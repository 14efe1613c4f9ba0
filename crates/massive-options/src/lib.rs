#![doc = include_str!("../README.md")]
#![doc(issue_tracker_base_url = "https://github.com/factordynamics/massive/issues/")]
#![cfg_attr(docsrs, feature(doc_cfg, doc_auto_cfg))]
#![warn(missing_docs)]
#![forbid(unsafe_code)]

//! Options contract, chain, and bar endpoints.
//!
//! - [`OptionsApi`] - Extension trait for [`MassiveClient`]
//! - [`option_ticker`] - Builds `O:` tickers from OCC components

use async_trait::async_trait;
use massive_core::{
    Aggregates, AggregatesRequest, ItemResponse, ListResponse, MassiveClient, Result,
};

/// Option chain and contract snapshots.
pub mod chain;
/// Options contract reference data.
pub mod contracts;

pub use chain::{
    Greeks, OptionChainRequest, OptionContractSnapshotRequest, OptionDay, OptionDetails,
    OptionQuote, OptionSnapshot, OptionTrade, UnderlyingAsset,
};
pub use contracts::{
    AdditionalUnderlying, ContractType, OptionsContract, OptionsContractRequest,
    MAX_OCC_STRIKE, OptionsContractsRequest, option_ticker,
};

/// Options market data.
#[async_trait]
pub trait OptionsApi {
    /// One page of contracts matching the filters.
    async fn options_contracts(
        &self,
        request: &OptionsContractsRequest,
    ) -> Result<ListResponse<OptionsContract>>;

    /// One contract.
    async fn options_contract(
        &self,
        request: &OptionsContractRequest,
    ) -> Result<ItemResponse<OptionsContract>>;

    /// One page of the option chain of an underlying.
    async fn option_chain(&self, request: &OptionChainRequest)
    -> Result<ListResponse<OptionSnapshot>>;

    /// Snapshot of one contract.
    async fn option_contract_snapshot(
        &self,
        request: &OptionContractSnapshotRequest,
    ) -> Result<ItemResponse<OptionSnapshot>>;

    /// Aggregate bars of a contract. The request ticker carries the `O:` prefix.
    async fn options_aggregates(&self, request: &AggregatesRequest) -> Result<Aggregates>;
}

#[async_trait]
impl OptionsApi for MassiveClient {
    async fn options_contracts(
        &self,
        request: &OptionsContractsRequest,
    ) -> Result<ListResponse<OptionsContract>> {
        self.send(request).await
    }

    async fn options_contract(
        &self,
        request: &OptionsContractRequest,
    ) -> Result<ItemResponse<OptionsContract>> {
        self.send(request).await
    }

    async fn option_chain(
        &self,
        request: &OptionChainRequest,
    ) -> Result<ListResponse<OptionSnapshot>> {
        self.send(request).await
    }

    async fn option_contract_snapshot(
        &self,
        request: &OptionContractSnapshotRequest,
    ) -> Result<ItemResponse<OptionSnapshot>> {
        self.send(request).await
    }

    async fn options_aggregates(&self, request: &AggregatesRequest) -> Result<Aggregates> {
        self.send(request).await
    }
}
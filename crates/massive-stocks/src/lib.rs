#![doc = include_str!("../README.md")]
#![doc(issue_tracker_base_url = "https://github.com/factordynamics/massive/issues/")]
#![cfg_attr(docsrs, feature(doc_cfg, doc_auto_cfg))]
#![warn(missing_docs)]
#![forbid(unsafe_code)]

//! Stock market and reference data endpoints.
//!
//! This crate adds two extension traits to [`MassiveClient`]:
//!
//! - [`StocksApi`] - Bars, trades, quotes, and snapshots
//! - [`ReferenceApi`] - Tickers, exchanges, market status, dividends, and splits
//!
//! Every method is a thin wrapper over [`MassiveClient::send`] with the
//! matching request struct, so the request structs can also be sent directly.

use async_trait::async_trait;
use massive_core::{
    Aggregates, AggregatesRequest, ItemResponse, ListResponse, MassiveClient, Result,
};

/// Grouped daily, daily open/close, and previous close.
pub mod market;
/// Reference data endpoints.
pub mod reference;
/// Snapshot endpoints.
pub mod snapshots;
/// Trades and quotes.
pub mod trades;

pub use market::{
    DailyOpenClose, DailyOpenCloseRequest, GroupedDailyRequest, PreviousCloseRequest, TickerBar,
    TickerBars,
};
pub use reference::{
    Address, Branding, Dividend, DividendsRequest, Exchange, ExchangesRequest, MarketHoliday,
    MarketHolidaysRequest, MarketStatus, MarketStatusRequest, Split, SplitsRequest,
    TickerDetails, TickerDetailsRequest, TickerInfo, TickerType, TickerTypesRequest,
    TickersRequest,
};
pub use snapshots::{
    Direction, MoversRequest, SnapshotAllRequest, SnapshotBar, SnapshotQuote, SnapshotResponse,
    SnapshotTickerRequest, SnapshotTrade, Snapshots, TickerSnapshot,
};
pub use trades::{
    LastQuote, LastQuoteRequest, LastTrade, LastTradeRequest, Quote, QuotesRequest, TickFilter,
    Trade, TradesRequest,
};

/// Stock market data.
#[async_trait]
pub trait StocksApi {
    /// Aggregate bars over a date range.
    async fn aggregates(&self, request: &AggregatesRequest) -> Result<Aggregates>;

    /// Daily bars for every US stock on one day.
    async fn grouped_daily(&self, request: &GroupedDailyRequest) -> Result<TickerBars>;

    /// Open, close, and extended-hours prices for one ticker on one day.
    async fn daily_open_close(&self, request: &DailyOpenCloseRequest) -> Result<DailyOpenClose>;

    /// The previous trading day's bar.
    async fn previous_close(&self, request: &PreviousCloseRequest) -> Result<TickerBars>;

    /// One page of tick-level trades.
    async fn trades(&self, request: &TradesRequest) -> Result<ListResponse<Trade>>;

    /// The most recent trade.
    async fn last_trade(&self, request: &LastTradeRequest) -> Result<ItemResponse<LastTrade>>;

    /// One page of NBBO quotes.
    async fn quotes(&self, request: &QuotesRequest) -> Result<ListResponse<Quote>>;

    /// The most recent NBBO quote.
    async fn last_quote(&self, request: &LastQuoteRequest) -> Result<ItemResponse<LastQuote>>;

    /// Snapshots of all (or selected) tickers.
    async fn snapshot_all(&self, request: &SnapshotAllRequest) -> Result<Snapshots>;

    /// Snapshot of a single ticker.
    async fn snapshot_ticker(&self, request: &SnapshotTickerRequest) -> Result<SnapshotResponse>;

    /// Top 20 gainers or losers.
    async fn snapshot_movers(&self, request: &MoversRequest) -> Result<Snapshots>;
}

#[async_trait]
impl StocksApi for MassiveClient {
    async fn aggregates(&self, request: &AggregatesRequest) -> Result<Aggregates> {
        self.send(request).await
    }

    async fn grouped_daily(&self, request: &GroupedDailyRequest) -> Result<TickerBars> {
        self.send(request).await
    }

    async fn daily_open_close(&self, request: &DailyOpenCloseRequest) -> Result<DailyOpenClose> {
        self.send(request).await
    }

    async fn previous_close(&self, request: &PreviousCloseRequest) -> Result<TickerBars> {
        self.send(request).await
    }

    async fn trades(&self, request: &TradesRequest) -> Result<ListResponse<Trade>> {
        self.send(request).await
    }

    async fn last_trade(&self, request: &LastTradeRequest) -> Result<ItemResponse<LastTrade>> {
        self.send(request).await
    }

    async fn quotes(&self, request: &QuotesRequest) -> Result<ListResponse<Quote>> {
        self.send(request).await
    }

    async fn last_quote(&self, request: &LastQuoteRequest) -> Result<ItemResponse<LastQuote>> {
        self.send(request).await
    }

    async fn snapshot_all(&self, request: &SnapshotAllRequest) -> Result<Snapshots> {
        self.send(request).await
    }

    async fn snapshot_ticker(&self, request: &SnapshotTickerRequest) -> Result<SnapshotResponse> {
        self.send(request).await
    }

    async fn snapshot_movers(&self, request: &MoversRequest) -> Result<Snapshots> {
        self.send(request).await
    }
}

/// Reference data.
#[async_trait]
pub trait ReferenceApi {
    /// One page of the ticker list.
    async fn tickers(&self, request: &TickersRequest) -> Result<ListResponse<TickerInfo>>;

    /// Details of one ticker.
    async fn ticker_details(
        &self,
        request: &TickerDetailsRequest,
    ) -> Result<ItemResponse<TickerDetails>>;

    /// Ticker type codes.
    async fn ticker_types(&self, request: &TickerTypesRequest) -> Result<ListResponse<TickerType>>;

    /// Current market status.
    async fn market_status(&self) -> Result<MarketStatus>;

    /// Upcoming holidays and early closes.
    async fn market_holidays(&self) -> Result<Vec<MarketHoliday>>;

    /// Exchanges and reporting facilities.
    async fn exchanges(&self, request: &ExchangesRequest) -> Result<ListResponse<Exchange>>;

    /// One page of cash dividends.
    async fn dividends(&self, request: &DividendsRequest) -> Result<ListResponse<Dividend>>;

    /// One page of stock splits.
    async fn splits(&self, request: &SplitsRequest) -> Result<ListResponse<Split>>;
}

#[async_trait]
impl ReferenceApi for MassiveClient {
    async fn tickers(&self, request: &TickersRequest) -> Result<ListResponse<TickerInfo>> {
        self.send(request).await
    }

    async fn ticker_details(
        &self,
        request: &TickerDetailsRequest,
    ) -> Result<ItemResponse<TickerDetails>> {
        self.send(request).await
    }

    async fn ticker_types(&self, request: &TickerTypesRequest) -> Result<ListResponse<TickerType>> {
        self.send(request).await
    }

    async fn market_status(&self) -> Result<MarketStatus> {
        self.send(&MarketStatusRequest).await
    }

    async fn market_holidays(&self) -> Result<Vec<MarketHoliday>> {
        self.send(&MarketHolidaysRequest).await
    }

    async fn exchanges(&self, request: &ExchangesRequest) -> Result<ListResponse<Exchange>> {
        self.send(request).await
    }

    async fn dividends(&self, request: &DividendsRequest) -> Result<ListResponse<Dividend>> {
        self.send(request).await
    }

    async fn splits(&self, request: &SplitsRequest) -> Result<ListResponse<Split>> {
        self.send(request).await
    }
}

#[cfg(test)]
mod tests {
    use super::*;
    use chrono::NaiveDate;
    use massive_core::testing::{MockServer, TEST_API_KEY};
    use massive_core::{Error, Order, Timespan};

    #[tokio::test]
    async fn test_aggregates_through_trait() {
        let body = r#"{
            "ticker": "AAPL",
            "adjusted": true,
            "queryCount": 1,
            "resultsCount": 1,
            "status": "OK",
            "request_id": "6a7e466379af0a71039d60cc78e72282",
            "results": [{"v": 70790813, "vw": 131.6292, "o": 130.465, "c": 130.15, "h": 133.41, "l": 129.89, "t": 1673240400000, "n": 645365}]
        }"#;
        let server = MockServer::start(200, body).await;
        let client = server.client();

        let request = AggregatesRequest::new(
            "aapl",
            1,
            Timespan::Day,
            NaiveDate::from_ymd_opt(2023, 1, 9).unwrap(),
            NaiveDate::from_ymd_opt(2023, 1, 9).unwrap(),
        )
        .sort(Order::Asc);
        let bars = client.aggregates(&request).await.unwrap();
        assert_eq!(bars.results.len(), 1);
        assert_eq!(bars.results[0].close, 130.15);

        let recorded = server.last_request().unwrap();
        assert_eq!(
            recorded.path,
            "/v2/aggs/ticker/AAPL/range/1/day/2023-01-09/2023-01-09"
        );
        assert_eq!(recorded.query_value("sort"), Some("asc"));
        assert_eq!(recorded.query_value("apiKey"), Some(TEST_API_KEY));
    }

    #[tokio::test]
    async fn test_market_status_through_trait() {
        let body = r#"{"market":"open","serverTime":"2025-01-06T10:00:00-05:00","earlyHours":false,"afterHours":false,"exchanges":{"nasdaq":"open","nyse":"open"}}"#;
        let server = MockServer::start(200, body).await;

        let status = server.client().market_status().await.unwrap();
        assert!(status.is_open());

        let recorded = server.last_request().unwrap();
        assert_eq!(recorded.path, "/v1/marketstatus/now");
        assert_eq!(recorded.query, vec![("apiKey".to_string(), TEST_API_KEY.to_string())]);
    }

    #[tokio::test]
    async fn test_unknown_ticker_is_api_error() {
        let body = r#"{"status":"NOT_FOUND","request_id":"1","message":"Ticker not found."}"#;
        let server = MockServer::start(404, body).await;

        let err = server
            .client()
            .ticker_details(&TickerDetailsRequest::new("NOPE"))
            .await
            .unwrap_err();
        match err {
            Error::Api { status, body: raw } => {
                assert_eq!(status, 404);
                assert_eq!(raw, body);
            }
            other => panic!("unexpected error: {other:?}"),
        }
    }
}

Exercise objective: Find the word "MassiveClient" in the entries above. Copy every line that has it.

Solution to this task:
//! - [`OptionsApi`] - Extension trait for [`MassiveClient`]
    Aggregates, AggregatesRequest, ItemResponse, ListResponse, MassiveClient, Result,
impl OptionsApi for MassiveClient {
//! This crate adds two extension traits to [`MassiveClient`]:
//! Every method is a thin wrapper over [`MassiveClient::send`] with the
    Aggregates, AggregatesRequest, ItemResponse, ListResponse, MassiveClient, Result,
impl StocksApi for MassiveClient {
impl ReferenceApi for MassiveClient {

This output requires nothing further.